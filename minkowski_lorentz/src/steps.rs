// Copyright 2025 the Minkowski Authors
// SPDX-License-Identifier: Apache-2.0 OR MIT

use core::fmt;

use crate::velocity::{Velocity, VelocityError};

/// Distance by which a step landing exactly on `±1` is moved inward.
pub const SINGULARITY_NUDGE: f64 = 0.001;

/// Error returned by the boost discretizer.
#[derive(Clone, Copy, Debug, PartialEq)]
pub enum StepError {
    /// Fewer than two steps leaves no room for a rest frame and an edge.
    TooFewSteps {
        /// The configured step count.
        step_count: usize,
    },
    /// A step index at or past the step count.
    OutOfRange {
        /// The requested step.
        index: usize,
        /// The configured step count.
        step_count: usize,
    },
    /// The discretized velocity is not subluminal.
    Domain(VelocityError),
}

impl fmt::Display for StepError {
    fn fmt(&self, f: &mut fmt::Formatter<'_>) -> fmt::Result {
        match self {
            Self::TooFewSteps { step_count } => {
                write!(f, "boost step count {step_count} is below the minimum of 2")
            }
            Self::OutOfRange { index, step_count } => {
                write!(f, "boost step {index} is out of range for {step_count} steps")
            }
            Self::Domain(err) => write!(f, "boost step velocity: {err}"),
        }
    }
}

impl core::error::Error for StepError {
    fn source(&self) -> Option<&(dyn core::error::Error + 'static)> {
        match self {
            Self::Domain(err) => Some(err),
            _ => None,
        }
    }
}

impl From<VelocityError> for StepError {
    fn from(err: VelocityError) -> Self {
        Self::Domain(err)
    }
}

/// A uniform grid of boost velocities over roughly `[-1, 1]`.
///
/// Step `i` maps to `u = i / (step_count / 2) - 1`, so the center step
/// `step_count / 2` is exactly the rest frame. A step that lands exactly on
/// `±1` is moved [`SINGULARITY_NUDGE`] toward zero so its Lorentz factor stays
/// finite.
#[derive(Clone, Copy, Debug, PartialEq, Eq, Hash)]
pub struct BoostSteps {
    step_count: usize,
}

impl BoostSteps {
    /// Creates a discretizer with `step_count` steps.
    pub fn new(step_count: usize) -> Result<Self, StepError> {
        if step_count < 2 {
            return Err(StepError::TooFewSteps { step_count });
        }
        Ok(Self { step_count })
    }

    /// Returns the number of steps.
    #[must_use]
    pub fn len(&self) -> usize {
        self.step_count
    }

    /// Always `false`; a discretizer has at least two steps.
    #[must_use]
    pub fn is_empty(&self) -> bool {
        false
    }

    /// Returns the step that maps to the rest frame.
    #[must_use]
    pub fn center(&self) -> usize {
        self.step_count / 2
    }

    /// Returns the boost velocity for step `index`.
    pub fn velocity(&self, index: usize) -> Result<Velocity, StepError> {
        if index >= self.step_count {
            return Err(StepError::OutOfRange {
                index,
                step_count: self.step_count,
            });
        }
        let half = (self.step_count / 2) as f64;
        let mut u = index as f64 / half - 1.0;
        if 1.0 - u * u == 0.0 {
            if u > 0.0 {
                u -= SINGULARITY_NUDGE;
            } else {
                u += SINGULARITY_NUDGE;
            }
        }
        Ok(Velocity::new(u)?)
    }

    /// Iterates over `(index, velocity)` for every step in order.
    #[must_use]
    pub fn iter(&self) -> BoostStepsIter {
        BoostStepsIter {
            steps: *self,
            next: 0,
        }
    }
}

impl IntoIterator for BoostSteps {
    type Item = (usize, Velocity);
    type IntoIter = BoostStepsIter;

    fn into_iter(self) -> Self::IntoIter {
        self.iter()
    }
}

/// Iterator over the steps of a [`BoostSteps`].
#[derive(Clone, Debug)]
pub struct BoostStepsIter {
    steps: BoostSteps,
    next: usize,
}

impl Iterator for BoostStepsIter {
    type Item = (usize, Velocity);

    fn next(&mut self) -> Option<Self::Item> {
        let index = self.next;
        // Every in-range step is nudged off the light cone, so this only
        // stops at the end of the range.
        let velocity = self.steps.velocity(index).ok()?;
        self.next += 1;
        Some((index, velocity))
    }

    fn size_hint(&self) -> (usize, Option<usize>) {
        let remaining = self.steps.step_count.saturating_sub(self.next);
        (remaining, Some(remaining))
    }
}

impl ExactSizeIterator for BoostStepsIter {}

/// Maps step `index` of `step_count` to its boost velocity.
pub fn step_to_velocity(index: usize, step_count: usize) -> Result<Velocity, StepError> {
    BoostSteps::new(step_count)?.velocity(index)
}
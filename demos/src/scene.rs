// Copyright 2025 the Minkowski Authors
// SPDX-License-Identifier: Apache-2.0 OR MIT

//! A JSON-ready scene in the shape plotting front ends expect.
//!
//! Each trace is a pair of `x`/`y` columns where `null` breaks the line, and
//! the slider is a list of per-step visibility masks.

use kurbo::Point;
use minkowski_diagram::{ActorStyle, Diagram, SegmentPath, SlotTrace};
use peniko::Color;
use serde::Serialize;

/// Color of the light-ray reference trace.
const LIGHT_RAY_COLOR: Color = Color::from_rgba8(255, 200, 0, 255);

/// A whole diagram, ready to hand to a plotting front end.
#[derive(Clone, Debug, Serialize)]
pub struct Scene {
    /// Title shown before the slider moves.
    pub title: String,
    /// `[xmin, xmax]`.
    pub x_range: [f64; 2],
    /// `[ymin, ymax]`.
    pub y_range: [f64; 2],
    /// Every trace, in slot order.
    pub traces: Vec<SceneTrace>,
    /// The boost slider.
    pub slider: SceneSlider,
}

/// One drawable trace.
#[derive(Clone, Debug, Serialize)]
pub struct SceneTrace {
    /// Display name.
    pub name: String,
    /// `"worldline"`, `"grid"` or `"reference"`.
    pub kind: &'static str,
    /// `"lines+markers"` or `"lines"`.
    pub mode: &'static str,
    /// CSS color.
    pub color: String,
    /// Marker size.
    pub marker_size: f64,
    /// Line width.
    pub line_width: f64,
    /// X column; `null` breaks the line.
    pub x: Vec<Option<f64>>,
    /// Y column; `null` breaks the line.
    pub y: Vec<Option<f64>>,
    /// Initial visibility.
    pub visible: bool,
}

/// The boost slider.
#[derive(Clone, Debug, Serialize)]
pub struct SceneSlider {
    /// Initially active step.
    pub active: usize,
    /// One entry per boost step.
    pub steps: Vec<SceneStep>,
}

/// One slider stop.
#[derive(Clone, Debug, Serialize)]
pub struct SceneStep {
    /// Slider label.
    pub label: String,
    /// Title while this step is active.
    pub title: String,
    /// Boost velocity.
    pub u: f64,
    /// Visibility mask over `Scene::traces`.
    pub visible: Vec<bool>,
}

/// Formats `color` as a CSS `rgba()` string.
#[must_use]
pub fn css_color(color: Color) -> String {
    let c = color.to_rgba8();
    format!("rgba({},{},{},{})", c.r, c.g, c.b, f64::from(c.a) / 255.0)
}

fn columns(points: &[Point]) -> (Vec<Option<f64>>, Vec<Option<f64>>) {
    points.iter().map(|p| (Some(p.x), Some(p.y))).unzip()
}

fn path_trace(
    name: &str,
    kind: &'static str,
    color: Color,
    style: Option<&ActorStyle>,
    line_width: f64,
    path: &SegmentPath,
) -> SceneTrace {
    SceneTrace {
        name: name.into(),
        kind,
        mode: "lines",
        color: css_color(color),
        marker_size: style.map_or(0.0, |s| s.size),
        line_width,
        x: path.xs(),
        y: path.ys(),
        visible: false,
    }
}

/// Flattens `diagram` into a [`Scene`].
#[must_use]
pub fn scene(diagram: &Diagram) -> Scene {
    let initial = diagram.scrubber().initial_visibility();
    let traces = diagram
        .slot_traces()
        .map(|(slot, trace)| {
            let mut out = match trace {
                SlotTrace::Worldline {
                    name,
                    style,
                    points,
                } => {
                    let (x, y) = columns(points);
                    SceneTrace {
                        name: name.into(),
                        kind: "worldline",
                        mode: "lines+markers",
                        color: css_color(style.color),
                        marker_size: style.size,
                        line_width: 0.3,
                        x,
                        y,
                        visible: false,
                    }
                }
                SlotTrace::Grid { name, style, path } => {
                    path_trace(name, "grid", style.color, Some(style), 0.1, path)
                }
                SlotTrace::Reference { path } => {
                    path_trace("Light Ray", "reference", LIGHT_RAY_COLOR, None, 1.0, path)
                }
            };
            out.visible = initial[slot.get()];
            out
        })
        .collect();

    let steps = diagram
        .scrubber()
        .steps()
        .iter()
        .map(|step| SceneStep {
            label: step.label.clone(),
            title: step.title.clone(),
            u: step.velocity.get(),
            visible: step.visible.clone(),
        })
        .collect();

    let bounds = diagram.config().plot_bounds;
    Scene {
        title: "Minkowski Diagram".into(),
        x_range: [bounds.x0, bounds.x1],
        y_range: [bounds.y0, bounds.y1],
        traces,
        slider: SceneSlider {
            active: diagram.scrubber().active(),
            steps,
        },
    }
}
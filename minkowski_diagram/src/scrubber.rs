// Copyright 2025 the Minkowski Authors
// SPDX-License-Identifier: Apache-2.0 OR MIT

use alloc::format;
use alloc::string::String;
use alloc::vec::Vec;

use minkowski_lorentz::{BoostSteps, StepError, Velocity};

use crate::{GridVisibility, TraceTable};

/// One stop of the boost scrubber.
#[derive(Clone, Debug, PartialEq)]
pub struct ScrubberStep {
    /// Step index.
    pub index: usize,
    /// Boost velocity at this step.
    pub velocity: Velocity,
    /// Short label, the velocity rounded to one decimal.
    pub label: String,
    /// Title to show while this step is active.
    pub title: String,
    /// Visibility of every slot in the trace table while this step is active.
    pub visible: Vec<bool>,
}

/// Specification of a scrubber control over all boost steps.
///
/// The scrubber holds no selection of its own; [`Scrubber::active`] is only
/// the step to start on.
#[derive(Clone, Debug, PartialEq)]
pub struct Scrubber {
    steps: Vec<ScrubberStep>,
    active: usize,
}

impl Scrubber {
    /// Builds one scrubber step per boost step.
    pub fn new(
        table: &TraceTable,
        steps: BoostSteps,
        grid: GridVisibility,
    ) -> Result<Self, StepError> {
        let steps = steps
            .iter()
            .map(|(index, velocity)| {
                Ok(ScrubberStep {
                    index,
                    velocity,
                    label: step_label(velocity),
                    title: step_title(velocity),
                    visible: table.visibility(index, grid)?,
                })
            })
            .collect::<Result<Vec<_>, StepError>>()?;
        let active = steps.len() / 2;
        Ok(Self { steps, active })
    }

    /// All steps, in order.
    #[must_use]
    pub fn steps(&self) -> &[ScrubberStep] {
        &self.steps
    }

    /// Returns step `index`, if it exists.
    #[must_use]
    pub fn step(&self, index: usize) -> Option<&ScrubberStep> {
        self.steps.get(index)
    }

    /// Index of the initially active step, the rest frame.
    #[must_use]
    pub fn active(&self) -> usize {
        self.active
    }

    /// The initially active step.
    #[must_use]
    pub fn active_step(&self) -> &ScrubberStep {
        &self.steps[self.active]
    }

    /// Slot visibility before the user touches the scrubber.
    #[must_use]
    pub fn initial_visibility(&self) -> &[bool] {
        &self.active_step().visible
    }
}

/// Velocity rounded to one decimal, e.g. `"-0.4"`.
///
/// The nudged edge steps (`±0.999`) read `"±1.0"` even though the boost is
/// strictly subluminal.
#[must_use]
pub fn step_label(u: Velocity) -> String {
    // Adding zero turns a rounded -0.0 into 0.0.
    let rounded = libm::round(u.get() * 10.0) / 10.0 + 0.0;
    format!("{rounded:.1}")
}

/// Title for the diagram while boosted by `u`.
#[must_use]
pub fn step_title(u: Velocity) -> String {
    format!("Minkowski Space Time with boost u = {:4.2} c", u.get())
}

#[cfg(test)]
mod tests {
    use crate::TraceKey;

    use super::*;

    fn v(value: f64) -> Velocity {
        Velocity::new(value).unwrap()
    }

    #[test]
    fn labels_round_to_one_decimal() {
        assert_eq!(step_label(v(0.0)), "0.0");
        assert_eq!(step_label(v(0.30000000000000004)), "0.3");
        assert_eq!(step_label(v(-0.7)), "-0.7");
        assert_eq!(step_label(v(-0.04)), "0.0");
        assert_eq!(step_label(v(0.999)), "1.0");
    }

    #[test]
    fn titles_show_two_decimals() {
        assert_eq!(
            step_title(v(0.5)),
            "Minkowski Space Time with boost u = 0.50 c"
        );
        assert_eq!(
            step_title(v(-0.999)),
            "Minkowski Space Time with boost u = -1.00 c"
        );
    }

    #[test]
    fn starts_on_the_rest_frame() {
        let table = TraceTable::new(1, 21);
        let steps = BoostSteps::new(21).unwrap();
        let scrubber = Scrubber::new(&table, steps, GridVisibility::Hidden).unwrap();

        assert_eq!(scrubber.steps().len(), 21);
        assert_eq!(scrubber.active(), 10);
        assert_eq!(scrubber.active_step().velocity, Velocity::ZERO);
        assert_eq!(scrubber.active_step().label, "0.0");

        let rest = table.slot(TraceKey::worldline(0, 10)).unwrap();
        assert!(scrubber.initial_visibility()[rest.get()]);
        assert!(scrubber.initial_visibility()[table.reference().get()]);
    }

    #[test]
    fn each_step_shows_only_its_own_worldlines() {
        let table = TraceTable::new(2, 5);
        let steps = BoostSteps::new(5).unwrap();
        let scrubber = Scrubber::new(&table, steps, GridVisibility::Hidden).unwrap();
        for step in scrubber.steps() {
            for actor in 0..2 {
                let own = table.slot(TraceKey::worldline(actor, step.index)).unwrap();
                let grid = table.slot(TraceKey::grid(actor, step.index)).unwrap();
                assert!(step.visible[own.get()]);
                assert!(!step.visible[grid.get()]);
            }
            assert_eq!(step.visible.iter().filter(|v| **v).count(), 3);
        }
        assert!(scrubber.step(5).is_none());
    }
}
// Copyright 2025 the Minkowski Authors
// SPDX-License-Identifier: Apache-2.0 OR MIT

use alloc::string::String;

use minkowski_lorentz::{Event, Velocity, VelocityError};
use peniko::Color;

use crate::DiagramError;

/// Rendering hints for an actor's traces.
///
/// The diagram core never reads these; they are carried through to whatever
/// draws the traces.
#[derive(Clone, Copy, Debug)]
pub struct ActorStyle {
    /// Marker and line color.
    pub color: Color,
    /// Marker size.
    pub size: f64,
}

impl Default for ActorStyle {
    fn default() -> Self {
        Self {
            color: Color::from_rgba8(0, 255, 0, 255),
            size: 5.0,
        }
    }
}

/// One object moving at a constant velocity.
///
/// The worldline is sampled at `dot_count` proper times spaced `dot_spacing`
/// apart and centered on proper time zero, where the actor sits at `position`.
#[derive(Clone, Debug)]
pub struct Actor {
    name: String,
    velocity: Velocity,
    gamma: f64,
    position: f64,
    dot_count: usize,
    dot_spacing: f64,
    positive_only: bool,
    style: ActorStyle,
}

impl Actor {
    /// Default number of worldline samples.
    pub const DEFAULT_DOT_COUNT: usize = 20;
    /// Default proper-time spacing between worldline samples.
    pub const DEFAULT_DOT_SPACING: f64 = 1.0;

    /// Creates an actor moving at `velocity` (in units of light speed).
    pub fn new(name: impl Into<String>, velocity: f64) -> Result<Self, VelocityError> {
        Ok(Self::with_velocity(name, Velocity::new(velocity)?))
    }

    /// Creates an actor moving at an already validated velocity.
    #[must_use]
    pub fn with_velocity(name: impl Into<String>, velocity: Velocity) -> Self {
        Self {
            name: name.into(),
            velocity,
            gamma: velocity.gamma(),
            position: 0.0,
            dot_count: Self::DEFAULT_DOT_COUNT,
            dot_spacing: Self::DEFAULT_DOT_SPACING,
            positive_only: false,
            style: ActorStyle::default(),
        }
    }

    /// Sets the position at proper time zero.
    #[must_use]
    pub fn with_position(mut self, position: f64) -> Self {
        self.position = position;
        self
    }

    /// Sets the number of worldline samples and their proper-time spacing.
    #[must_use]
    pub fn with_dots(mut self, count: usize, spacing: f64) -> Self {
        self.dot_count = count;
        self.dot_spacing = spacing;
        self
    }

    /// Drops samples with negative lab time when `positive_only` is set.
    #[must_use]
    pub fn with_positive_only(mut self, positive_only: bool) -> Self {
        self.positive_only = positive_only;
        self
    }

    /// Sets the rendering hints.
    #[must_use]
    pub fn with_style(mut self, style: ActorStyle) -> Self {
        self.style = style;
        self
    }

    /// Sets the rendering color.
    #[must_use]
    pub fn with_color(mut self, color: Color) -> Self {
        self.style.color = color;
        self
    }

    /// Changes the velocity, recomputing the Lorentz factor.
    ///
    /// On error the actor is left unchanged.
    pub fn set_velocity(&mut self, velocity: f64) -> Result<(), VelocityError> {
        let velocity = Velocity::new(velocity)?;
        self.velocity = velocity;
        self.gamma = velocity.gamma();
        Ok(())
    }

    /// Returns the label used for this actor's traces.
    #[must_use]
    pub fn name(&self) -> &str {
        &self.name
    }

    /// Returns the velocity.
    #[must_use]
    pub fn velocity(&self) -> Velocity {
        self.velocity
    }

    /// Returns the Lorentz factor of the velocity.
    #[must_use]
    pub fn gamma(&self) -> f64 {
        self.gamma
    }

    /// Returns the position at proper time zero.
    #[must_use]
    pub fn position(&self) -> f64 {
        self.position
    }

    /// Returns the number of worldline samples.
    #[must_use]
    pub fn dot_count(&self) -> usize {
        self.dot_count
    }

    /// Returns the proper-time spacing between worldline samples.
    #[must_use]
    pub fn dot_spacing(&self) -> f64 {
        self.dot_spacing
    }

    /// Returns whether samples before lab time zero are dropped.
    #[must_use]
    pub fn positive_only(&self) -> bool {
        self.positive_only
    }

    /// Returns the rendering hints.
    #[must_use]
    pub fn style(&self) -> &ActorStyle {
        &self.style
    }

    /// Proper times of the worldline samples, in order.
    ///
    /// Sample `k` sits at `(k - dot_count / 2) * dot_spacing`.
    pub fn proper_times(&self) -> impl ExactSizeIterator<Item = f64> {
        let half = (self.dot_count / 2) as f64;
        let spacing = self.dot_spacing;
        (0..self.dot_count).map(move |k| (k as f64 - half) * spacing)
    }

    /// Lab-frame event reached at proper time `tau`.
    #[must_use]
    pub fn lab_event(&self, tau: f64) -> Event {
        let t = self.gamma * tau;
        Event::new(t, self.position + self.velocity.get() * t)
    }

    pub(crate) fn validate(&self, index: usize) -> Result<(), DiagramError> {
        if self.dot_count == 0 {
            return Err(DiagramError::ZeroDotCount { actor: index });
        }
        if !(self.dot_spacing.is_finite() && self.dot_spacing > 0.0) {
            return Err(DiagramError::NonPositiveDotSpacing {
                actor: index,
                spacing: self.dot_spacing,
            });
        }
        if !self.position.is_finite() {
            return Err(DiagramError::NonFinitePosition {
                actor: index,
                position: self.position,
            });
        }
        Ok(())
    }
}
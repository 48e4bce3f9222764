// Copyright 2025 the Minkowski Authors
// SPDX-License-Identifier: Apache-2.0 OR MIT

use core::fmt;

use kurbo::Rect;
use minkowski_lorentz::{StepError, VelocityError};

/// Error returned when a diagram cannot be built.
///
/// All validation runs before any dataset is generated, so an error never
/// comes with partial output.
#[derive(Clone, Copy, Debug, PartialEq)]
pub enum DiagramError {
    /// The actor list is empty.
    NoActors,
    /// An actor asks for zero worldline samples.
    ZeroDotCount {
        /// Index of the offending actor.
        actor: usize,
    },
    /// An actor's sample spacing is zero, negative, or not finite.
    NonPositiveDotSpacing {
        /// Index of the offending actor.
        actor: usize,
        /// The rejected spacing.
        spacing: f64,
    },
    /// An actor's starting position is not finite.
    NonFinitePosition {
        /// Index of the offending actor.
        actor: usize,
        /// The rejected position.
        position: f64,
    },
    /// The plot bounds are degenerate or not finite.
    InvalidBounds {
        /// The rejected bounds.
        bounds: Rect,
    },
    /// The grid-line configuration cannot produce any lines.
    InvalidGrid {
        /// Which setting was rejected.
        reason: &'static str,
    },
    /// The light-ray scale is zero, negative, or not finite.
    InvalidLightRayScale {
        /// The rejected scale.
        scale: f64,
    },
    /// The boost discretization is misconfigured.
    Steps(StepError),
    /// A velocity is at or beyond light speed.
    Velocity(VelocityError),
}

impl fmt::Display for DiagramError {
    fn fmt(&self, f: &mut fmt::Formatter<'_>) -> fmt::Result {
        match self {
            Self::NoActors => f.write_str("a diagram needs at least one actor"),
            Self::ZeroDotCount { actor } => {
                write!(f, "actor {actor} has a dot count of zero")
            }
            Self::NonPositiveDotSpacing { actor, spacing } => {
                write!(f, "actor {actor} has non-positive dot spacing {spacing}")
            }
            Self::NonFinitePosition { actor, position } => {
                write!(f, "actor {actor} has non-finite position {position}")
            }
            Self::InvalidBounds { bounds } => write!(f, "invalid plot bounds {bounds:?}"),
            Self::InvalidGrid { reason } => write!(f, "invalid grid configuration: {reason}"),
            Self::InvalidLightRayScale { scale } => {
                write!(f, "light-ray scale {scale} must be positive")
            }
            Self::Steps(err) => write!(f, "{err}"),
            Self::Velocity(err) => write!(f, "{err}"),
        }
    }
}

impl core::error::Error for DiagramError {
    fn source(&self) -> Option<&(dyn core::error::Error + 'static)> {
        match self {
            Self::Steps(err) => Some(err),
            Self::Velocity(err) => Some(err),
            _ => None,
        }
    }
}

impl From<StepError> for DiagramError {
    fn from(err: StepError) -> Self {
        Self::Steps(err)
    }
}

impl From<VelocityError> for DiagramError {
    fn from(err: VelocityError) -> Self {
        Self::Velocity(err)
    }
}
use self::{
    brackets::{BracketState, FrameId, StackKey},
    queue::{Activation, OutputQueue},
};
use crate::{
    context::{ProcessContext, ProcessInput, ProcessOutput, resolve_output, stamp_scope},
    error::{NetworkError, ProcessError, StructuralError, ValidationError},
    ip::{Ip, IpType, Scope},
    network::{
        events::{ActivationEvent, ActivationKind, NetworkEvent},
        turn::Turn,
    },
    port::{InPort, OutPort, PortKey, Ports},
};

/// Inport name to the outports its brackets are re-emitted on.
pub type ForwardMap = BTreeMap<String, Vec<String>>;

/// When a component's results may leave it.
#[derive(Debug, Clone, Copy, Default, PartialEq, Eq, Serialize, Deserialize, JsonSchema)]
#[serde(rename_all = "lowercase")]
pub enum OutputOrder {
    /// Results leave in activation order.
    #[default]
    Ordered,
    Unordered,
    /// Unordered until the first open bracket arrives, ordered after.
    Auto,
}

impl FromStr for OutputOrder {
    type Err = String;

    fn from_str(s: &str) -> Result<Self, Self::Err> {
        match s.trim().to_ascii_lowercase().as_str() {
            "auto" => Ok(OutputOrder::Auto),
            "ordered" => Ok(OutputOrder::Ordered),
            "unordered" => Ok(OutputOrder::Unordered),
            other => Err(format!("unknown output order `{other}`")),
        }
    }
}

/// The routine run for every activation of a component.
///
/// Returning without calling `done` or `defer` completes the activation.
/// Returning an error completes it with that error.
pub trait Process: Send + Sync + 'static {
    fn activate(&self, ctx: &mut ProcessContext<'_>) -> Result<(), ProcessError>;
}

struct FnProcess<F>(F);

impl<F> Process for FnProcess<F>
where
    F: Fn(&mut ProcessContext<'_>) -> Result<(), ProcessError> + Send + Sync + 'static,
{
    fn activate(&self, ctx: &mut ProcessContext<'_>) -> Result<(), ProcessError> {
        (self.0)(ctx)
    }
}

* * * * * * *

■ Activity ■
If a line in the material contains the word "reason", copy that line.

■ Worked solution ■
        reason: &'static str,
            Self::InvalidGrid { reason } => write!(f, "invalid grid configuration: {reason}"),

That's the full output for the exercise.